## TRY IT
The stretch wanted below opens at the line containing "if dot >= 1.0" and closes at the line containing "if axis.length_sq() <". Please return it exactly, with no other lines.

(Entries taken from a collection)
■ ■ ■ ■ ■ ■ ■

use crate::util::vec3::Vec3;

/// Unit quaternion used to rotate avoidance sensors into an agent's frame
#[derive(Debug, Clone, Copy, PartialEq)]
pub struct Quat {
    pub x: f32,
    pub y: f32,
    pub z: f32,
    pub w: f32,
}

impl Quat {
    pub const IDENTITY: Quat = Quat { x: 0.0, y: 0.0, z: 0.0, w: 1.0 };

    pub fn from_axis_angle(axis: Vec3, angle: f32) -> Self {
        let (sin, cos) = (angle * 0.5).sin_cos();
        let axis = axis.normalize();
        Self {
            x: axis.x * sin,
            y: axis.y * sin,
            z: axis.z * sin,
            w: cos,
        }
    }

    /// Shortest-arc rotation taking unit vector `from` onto unit vector `to`
    ///
    /// Parallel inputs yield the identity; antiparallel inputs yield a half
    /// turn about an arbitrary perpendicular axis.
    pub fn rotation_arc(from: Vec3, to: Vec3) -> Self {
        const PARALLEL_EPSILON: f32 = 1e-6;

        let dot = from.dot(to);
        if dot >= 1.0 - PARALLEL_EPSILON {
            return Self::IDENTITY;
        }
        if dot <= -1.0 + PARALLEL_EPSILON {
            // Any axis perpendicular to `from` works for a half turn
            let mut axis = from.cross(Vec3::X);
            if axis.length_sq() < PARALLEL_EPSILON {
                axis = from.cross(Vec3::Y);
            }
            return Self::from_axis_angle(axis, std::f32::consts::PI);
        }

        let axis = from.cross(to);
        Self {
            x: axis.x,
            y: axis.y,
            z: axis.z,
            w: 1.0 + dot,
        }
        .normalize()
    }

    fn normalize(self) -> Self {
        let len = (self.x * self.x + self.y * self.y + self.z * self.z + self.w * self.w).sqrt();
        if len > 0.0 {
            Self {
                x: self.x / len,
                y: self.y / len,
                z: self.z / len,
                w: self.w / len,
            }
        } else {
            Self::IDENTITY
        }
    }

    /// Rotate a vector by this quaternion
    pub fn rotate(&self, v: Vec3) -> Vec3 {
        let qv = Vec3::new(self.x, self.y, self.z);
        let t = qv.cross(v) * 2.0;
        v + t * self.w + qv.cross(t)
    }
}

impl Default for Quat {
    fn default() -> Self {
        Self::IDENTITY
    }
}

■ ■ ■ ■ ■ ■ ■

## EXERCISE SOLUTION
        if dot >= 1.0 - PARALLEL_EPSILON {
            return Self::IDENTITY;
        }
        if dot <= -1.0 + PARALLEL_EPSILON {
            // Any axis perpendicular to `from` works for a half turn
            let mut axis = from.cross(Vec3::X);
            if axis.length_sq() < PARALLEL_EPSILON {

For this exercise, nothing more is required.